Rituximab in Children with Steroid-Dependent Nephrotic Syndrome: A Multicenter, Open-Label, Noninferiority, Randomized Controlled Trial

Affiliations
Randomized Controlled Trial

Rituximab in Children with Steroid-Dependent Nephrotic Syndrome: A Multicenter, Open-Label, Noninferiority, Randomized Controlled Trial

Pietro Ravani et al. J Am Soc Nephrol. 2015 Sep.

Abstract

Steroid-dependent nephrotic syndrome (SDNS) carries a high risk of toxicity from steroids or steroid-sparing agents. This open-label, noninferiority, randomized controlled trial at four sites in Italy tested whether rituximab is noninferior to steroids in maintaining remission in juvenile SDNS. We enrolled children age 1-16 years who had developed SDNS in the previous 6-12 months and were maintained in remission with high prednisone doses (≥0.7 mg/kg per day). We randomly assigned participants to continue prednisone alone for 1 month (control) or to add a single intravenous infusion of rituximab (375 mg/m(2); intervention).
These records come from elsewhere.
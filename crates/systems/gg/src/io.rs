//! I/O port space decoder.
//!
//! The Z80's 256 ports fan out by number:
//!
//! - `0x00-0x06`: Game Gear system ports (start button, serial latches,
//!   PSG stereo)
//! - `0x3E`: memory control (BIOS overlay enable)
//! - `0x40-0x7F`: V counter on even ports, H counter on odd; writes go to
//!   the PSG
//! - `0x80-0xBF`: VDP data on even ports, control/status on odd
//! - `0xDC`/`0xCD`: joypad buttons, active-low
//! - `0xC1`/`0xDD`: miscellaneous, always 0xFF
//!
//! Unassigned reads return 0xFF and unassigned writes are dropped, which
//! matches the floating bus on hardware.

use crate::mmu::Mmu;
use crate::psg::Psg;
use crate::vdp::Vdp;
use std::cell::RefCell;
use std::rc::Rc;

/// I/O state: system port latches and button bits.
pub struct Io {
    vdp: Rc<RefCell<Vdp>>,
    psg: Rc<RefCell<Psg>>,
    ports: [u8; 6],
    /// Joypad bits, active-low (1 = released)
    buttons: u8,
    /// Start button latch, active-low
    start: bool,
}

impl Io {
    pub fn new(vdp: Rc<RefCell<Vdp>>, psg: Rc<RefCell<Psg>>) -> Self {
        Self {
            vdp,
            psg,
            ports: [0; 6],
            buttons: 0xFF,
            start: true,
        }
    }

    pub fn power(&mut self) {
        self.ports[0x00] = 0xC0; // Overseas mode, NTSC
        self.ports[0x01] = 0x7F;
        self.ports[0x02] = 0xFF;
        self.ports[0x03] = 0x00;
        self.ports[0x04] = 0xFF;
        self.ports[0x05] = 0x00;

        self.buttons = 0xFF;
        self.start = true;
    }

    /// Whether the IRQ line into the CPU is active.
    pub fn check_irq(&self) -> bool {
        self.vdp.borrow().assert_irq()
    }

    /// Set the state of one joypad button (bit number 0-5).
    pub fn set_button(&mut self, button: u8, pressed: bool) {
        self.buttons = (self.buttons & !(1 << button)) | ((!pressed as u8) << button);
    }

    /// Set the state of the start button.
    pub fn set_start(&mut self, pressed: bool) {
        self.start = !pressed;
    }

    fn read_system_port(&self, port: u8) -> u8 {
        match port {
            0x00 => (self.ports[0] & 0x7F) | (self.start as u8) << 7,
            0x01..=0x05 => self.ports[port as usize],
            _ => 0xFF,
        }
    }

    fn write_system_port(&mut self, port: u8, value: u8) {
        match port {
            0x01..=0x03 => self.ports[port as usize] = value,
            0x05 => self.ports[5] = value & 0xF8,
            0x06 => self.psg.borrow_mut().stereo(value),
            _ => {}
        }
    }

    /// Read a byte from the given port.
    pub fn port_read(&mut self, port: u8) -> u8 {
        if port <= 0x06 {
            self.read_system_port(port)
        } else if port <= 0x3F {
            0xFF
        } else if port <= 0x7F && port % 2 == 0 {
            self.vdp.borrow().v_counter
        } else if port <= 0x7F {
            self.vdp.borrow().h_counter
        } else if port <= 0xBF && port % 2 == 0 {
            self.vdp.borrow_mut().read_data()
        } else if port <= 0xBF {
            self.vdp.borrow_mut().read_control()
        } else if port == 0xCD || port == 0xDC {
            self.buttons
        } else {
            // Includes 0xC1/0xDD: always set outside SMS mode
            0xFF
        }
    }

    /// Write a byte to the given port.
    pub fn port_write(&mut self, mmu: &mut Mmu, port: u8, value: u8) {
        if port <= 0x06 {
            self.write_system_port(port, value);
        } else if port <= 0x3F && port % 2 == 0 {
            // Memory control: bit 3 clear overlays the BIOS
            mmu.bios_enabled = value & 0x08 == 0;
        } else if port <= 0x3F {
            // I/O control register: unhandled
        } else if port <= 0x7F {
            self.psg.borrow_mut().write(value);
        } else if port <= 0xBF && port % 2 == 0 {
            self.vdp.borrow_mut().write_data(value);
        } else if port <= 0xBF {
            self.vdp.borrow_mut().write_control(value);
        }
    }
}

#[cfg(test)]
mod tests {
    use super::*;

    fn fixture() -> (Io, Mmu) {
        let vdp = Rc::new(RefCell::new(Vdp::new()));
        let psg = Rc::new(RefCell::new(Psg::new()));
        vdp.borrow_mut().power();
        let mut io = Io::new(vdp, psg);
        io.power();
        (io, Mmu::new())
    }

    #[test]
    fn test_start_button_on_port_0() {
        let (mut io, _) = fixture();
        assert_eq!(io.port_read(0x00) & 0x80, 0x80);
        io.set_start(true);
        assert_eq!(io.port_read(0x00) & 0x80, 0x00);
        io.set_start(false);
        assert_eq!(io.port_read(0x00) & 0x80, 0x80);
    }

    #[test]
    fn test_buttons_active_low() {
        let (mut io, _) = fixture();
        assert_eq!(io.port_read(0xDC), 0xFF);
        io.set_button(2, true);
        assert_eq!(io.port_read(0xDC), 0xFB);
        assert_eq!(io.port_read(0xCD), 0xFB);
        io.set_button(2, false);
        assert_eq!(io.port_read(0xDC), 0xFF);
    }

    #[test]
    fn test_port_5_masked() {
        let (mut io, mut mmu) = fixture();
        io.port_write(&mut mmu, 0x05, 0xFF);
        assert_eq!(io.port_read(0x05), 0xF8);
    }

    #[test]
    fn test_stereo_byte_routed_to_psg() {
        let (mut io, mut mmu) = fixture();
        io.port_write(&mut mmu, 0x06, 0x41);
        assert_eq!(io.psg.borrow().stereo_mask(), 0x41);
    }

    #[test]
    fn test_memory_control_toggles_bios() {
        let (mut io, mut mmu) = fixture();
        io.port_write(&mut mmu, 0x3E, 0x00);
        assert!(mmu.bios_enabled);
        io.port_write(&mut mmu, 0x3E, 0x08);
        assert!(!mmu.bios_enabled);
    }

    #[test]
    fn test_vdp_ports_reachable() {
        let (mut io, mut mmu) = fixture();
        // Set up a VRAM write through the control port, then write data
        io.port_write(&mut mmu, 0xBF, 0x00);
        io.port_write(&mut mmu, 0xBF, 0x40);
        io.port_write(&mut mmu, 0xBE, 0x5A);
        // Read it back through a VRAM-read sequence
        io.port_write(&mut mmu, 0xBF, 0x00);
        io.port_write(&mut mmu, 0xBF, 0x00);
        assert_eq!(io.port_read(0xBE), 0x5A);
    }

    #[test]
    fn test_v_counter_on_even_ports() {
        let (mut io, _) = fixture();
        io.vdp.borrow_mut().v_counter = 0x42;
        assert_eq!(io.port_read(0x7E), 0x42);
        assert_eq!(io.port_read(0x40), 0x42);
        assert_eq!(io.port_read(0x7F), 0x00); // H counter
    }

    #[test]
    fn test_default_ports() {
        let (mut io, _) = fixture();
        assert_eq!(io.port_read(0x10), 0xFF);
        assert_eq!(io.port_read(0xC1), 0xFF);
        assert_eq!(io.port_read(0xDD), 0xFF);
        assert_eq!(io.port_read(0xF0), 0xFF);
    }

    #[test]
    fn test_psg_write_range() {
        let (mut io, mut mmu) = fixture();
        io.port_write(&mut mmu, 0x7F, 0x95); // channel 0 volume 5
        assert_eq!(io.psg.borrow().volume(0), 0x05);
    }
}
//! Z80 assembler and disassembler for Game Gear ROM images.
//!
//! Both directions speak the same dialect: lowercase mnemonics, `$`
//! prefixes for hexadecimal, `;` comments, and a directive family for the
//! ROM header (`.rom_size`, `.rom_header`, `.rom_checksum`,
//! `.rom_product`, `.rom_version`, `.rom_region`, `.rom_declsize`) plus
//! data layout (`.org`, `.block`, `.byte`, `.space`, `.ascii`, `.asciz`).
//!
//! Assembling a disassembly reproduces the ROM image byte for byte, as
//! long as the header is well formed (the 16 header bytes are regenerated
//! from the directives rather than copied).

pub mod assembler;
pub mod disassembler;

mod operands;

pub use assembler::{assemble, AsmError};
pub use disassembler::{decode_instruction, disassemble, DecodedInstr};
Prednisone was tapered in both groups after 1 month. For noninferiority, rituximab had to permit steroid withdrawal and maintain 3-month proteinuria (mg/m(2) per day) within a prespecified noninferiority margin of three times the levels among controls (primary outcome). We followed participants for ≥1 year to compare risk of relapse (secondary outcome). Fifteen children per group (21 boys; mean age, 7 years [range, 2.6-13.5 years]) were enrolled and followed for ≤60 months (median, 22 months). Three-month proteinuria was 42% lower in the rituximab group (geometric mean ratio, 0.58; 95% confidence interval, 0.18 to 1.95 [i.e., within the noninferiority margin of three times the levels in controls]). All but one child in the control group relapsed within 6 months; median time to relapse in the rituximab group was 18 months (95% confidence interval, 9 to 32 months). In the rituximab group, nausea and skin rash during infusion were common; transient acute arthritis occurred in one child. In conclusion, rituximab was noninferior to steroids for the treatment of juvenile SDNS.

Keywords: nephrotic syndrome; primary glomerulonephritis; randomized controlled trials.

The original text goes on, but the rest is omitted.